WHAT TO DO
Output range, inclusive: from the line containing "self.capture = None;" to the line containing "let params = capture.params();". Restate those lines from the data below word for word and only those.

== LISTED ENTRIES ==

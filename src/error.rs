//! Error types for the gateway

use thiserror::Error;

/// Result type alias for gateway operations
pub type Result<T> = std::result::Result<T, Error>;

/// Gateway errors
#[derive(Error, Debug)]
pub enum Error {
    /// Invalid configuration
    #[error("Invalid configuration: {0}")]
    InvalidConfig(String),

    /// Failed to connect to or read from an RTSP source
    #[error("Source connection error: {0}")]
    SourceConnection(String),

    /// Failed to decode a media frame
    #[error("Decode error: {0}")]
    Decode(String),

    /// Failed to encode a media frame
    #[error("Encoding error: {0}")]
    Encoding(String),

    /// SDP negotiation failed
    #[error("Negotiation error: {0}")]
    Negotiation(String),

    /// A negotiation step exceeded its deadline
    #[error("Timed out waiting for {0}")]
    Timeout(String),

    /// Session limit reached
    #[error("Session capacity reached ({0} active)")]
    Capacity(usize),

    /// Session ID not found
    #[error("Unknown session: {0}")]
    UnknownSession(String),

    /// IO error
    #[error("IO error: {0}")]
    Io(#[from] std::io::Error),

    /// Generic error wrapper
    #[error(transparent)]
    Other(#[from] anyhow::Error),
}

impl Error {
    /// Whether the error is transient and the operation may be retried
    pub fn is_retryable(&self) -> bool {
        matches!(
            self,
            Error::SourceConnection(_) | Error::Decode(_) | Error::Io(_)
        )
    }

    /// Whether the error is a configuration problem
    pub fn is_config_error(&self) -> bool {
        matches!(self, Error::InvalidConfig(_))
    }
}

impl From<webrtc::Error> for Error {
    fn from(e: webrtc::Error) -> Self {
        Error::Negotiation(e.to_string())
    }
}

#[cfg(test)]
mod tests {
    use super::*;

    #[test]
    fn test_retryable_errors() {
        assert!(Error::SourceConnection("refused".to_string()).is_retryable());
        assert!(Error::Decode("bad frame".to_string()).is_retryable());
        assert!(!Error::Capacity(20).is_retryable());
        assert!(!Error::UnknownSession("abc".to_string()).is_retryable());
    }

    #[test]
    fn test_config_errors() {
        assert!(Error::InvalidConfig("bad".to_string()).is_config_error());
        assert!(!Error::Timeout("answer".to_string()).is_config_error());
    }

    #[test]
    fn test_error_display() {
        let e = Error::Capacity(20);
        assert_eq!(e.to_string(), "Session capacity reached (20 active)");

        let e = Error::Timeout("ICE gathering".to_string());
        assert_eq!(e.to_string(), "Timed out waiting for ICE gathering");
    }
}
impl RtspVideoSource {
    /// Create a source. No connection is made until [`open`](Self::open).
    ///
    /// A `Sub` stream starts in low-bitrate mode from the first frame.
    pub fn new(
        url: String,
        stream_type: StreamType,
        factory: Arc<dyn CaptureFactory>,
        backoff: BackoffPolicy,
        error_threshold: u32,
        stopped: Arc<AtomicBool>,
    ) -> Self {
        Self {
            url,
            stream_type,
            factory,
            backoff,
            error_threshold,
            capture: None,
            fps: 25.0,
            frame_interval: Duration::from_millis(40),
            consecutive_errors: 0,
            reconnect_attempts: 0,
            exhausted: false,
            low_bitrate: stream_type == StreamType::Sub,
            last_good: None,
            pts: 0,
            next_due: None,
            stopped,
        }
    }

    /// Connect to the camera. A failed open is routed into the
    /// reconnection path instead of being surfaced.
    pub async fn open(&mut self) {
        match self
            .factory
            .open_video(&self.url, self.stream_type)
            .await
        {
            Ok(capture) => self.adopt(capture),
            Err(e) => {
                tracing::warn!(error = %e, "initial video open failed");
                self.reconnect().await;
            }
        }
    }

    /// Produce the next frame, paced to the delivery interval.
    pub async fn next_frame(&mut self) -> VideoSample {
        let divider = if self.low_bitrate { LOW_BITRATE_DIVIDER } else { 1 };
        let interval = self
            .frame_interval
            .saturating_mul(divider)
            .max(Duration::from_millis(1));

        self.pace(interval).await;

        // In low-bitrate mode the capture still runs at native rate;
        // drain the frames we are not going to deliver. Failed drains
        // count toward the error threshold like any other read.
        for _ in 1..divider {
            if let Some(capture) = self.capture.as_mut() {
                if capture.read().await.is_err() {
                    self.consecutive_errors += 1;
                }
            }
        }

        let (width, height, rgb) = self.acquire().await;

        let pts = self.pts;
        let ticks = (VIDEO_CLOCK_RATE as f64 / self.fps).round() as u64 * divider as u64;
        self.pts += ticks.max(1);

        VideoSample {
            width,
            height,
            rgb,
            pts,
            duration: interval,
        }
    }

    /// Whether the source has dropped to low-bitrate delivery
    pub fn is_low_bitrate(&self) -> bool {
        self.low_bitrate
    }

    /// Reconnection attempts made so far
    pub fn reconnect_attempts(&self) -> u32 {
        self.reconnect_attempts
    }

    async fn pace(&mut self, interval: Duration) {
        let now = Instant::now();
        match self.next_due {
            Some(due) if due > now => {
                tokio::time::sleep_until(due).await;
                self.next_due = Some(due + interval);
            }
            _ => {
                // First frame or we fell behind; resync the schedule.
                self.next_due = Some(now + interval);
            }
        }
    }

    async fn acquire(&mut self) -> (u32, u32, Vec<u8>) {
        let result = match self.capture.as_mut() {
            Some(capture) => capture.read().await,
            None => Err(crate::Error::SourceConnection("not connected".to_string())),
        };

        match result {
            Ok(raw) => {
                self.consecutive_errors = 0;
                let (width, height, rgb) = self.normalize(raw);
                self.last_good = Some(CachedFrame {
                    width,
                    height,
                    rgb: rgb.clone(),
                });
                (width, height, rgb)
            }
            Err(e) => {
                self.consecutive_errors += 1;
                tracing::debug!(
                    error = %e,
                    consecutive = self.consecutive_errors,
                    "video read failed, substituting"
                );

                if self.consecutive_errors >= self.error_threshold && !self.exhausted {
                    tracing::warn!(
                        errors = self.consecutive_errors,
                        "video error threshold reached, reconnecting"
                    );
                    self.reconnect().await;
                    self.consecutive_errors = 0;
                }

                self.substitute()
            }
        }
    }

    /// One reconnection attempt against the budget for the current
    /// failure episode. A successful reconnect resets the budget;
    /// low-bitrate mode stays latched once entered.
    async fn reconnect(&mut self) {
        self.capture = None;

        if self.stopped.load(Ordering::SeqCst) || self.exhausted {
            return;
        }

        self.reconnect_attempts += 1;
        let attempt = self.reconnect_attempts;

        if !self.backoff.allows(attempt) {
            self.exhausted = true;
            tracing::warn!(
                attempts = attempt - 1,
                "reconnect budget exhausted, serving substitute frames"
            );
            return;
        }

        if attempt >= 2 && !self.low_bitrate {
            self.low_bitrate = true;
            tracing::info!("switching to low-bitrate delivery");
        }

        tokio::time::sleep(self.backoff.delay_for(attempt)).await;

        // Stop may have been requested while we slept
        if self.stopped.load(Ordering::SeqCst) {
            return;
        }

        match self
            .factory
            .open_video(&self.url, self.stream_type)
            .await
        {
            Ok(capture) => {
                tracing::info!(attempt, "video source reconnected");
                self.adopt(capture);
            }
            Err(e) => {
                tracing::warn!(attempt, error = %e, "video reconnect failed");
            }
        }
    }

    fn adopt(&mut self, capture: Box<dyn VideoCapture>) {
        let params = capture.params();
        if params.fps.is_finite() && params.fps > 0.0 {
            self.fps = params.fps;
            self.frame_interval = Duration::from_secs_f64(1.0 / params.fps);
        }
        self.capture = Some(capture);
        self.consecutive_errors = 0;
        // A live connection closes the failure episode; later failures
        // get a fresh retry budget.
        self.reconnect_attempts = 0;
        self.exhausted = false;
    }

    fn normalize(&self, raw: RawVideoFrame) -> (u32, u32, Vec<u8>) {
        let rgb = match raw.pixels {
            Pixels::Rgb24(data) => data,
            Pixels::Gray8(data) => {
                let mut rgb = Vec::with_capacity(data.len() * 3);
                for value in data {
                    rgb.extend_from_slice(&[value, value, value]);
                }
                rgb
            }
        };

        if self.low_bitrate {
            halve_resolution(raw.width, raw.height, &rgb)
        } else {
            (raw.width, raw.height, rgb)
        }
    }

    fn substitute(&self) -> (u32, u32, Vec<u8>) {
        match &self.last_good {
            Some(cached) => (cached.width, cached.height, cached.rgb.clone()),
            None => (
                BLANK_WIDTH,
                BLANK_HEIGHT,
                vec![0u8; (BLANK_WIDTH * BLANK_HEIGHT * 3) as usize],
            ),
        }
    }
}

===

ANSWER FOR THIS EXERCISE
        self.capture = None;

        if self.stopped.load(Ordering::SeqCst) || self.exhausted {
            return;
        }

        self.reconnect_attempts += 1;
        let attempt = self.reconnect_attempts;

        if !self.backoff.allows(attempt) {
            self.exhausted = true;
            tracing::warn!(
                attempts = attempt - 1,
                "reconnect budget exhausted, serving substitute frames"
            );
            return;
        }

        if attempt >= 2 && !self.low_bitrate {
            self.low_bitrate = true;
            tracing::info!("switching to low-bitrate delivery");
        }

        tokio::time::sleep(self.backoff.delay_for(attempt)).await;

        // Stop may have been requested while we slept
        if self.stopped.load(Ordering::SeqCst) {
            return;
        }

        match self
            .factory
            .open_video(&self.url, self.stream_type)
            .await
        {
            Ok(capture) => {
                tracing::info!(attempt, "video source reconnected");
                self.adopt(capture);
            }
            Err(e) => {
                tracing::warn!(attempt, error = %e, "video reconnect failed");
            }
        }
    }

    fn adopt(&mut self, capture: Box<dyn VideoCapture>) {
        let params = capture.params();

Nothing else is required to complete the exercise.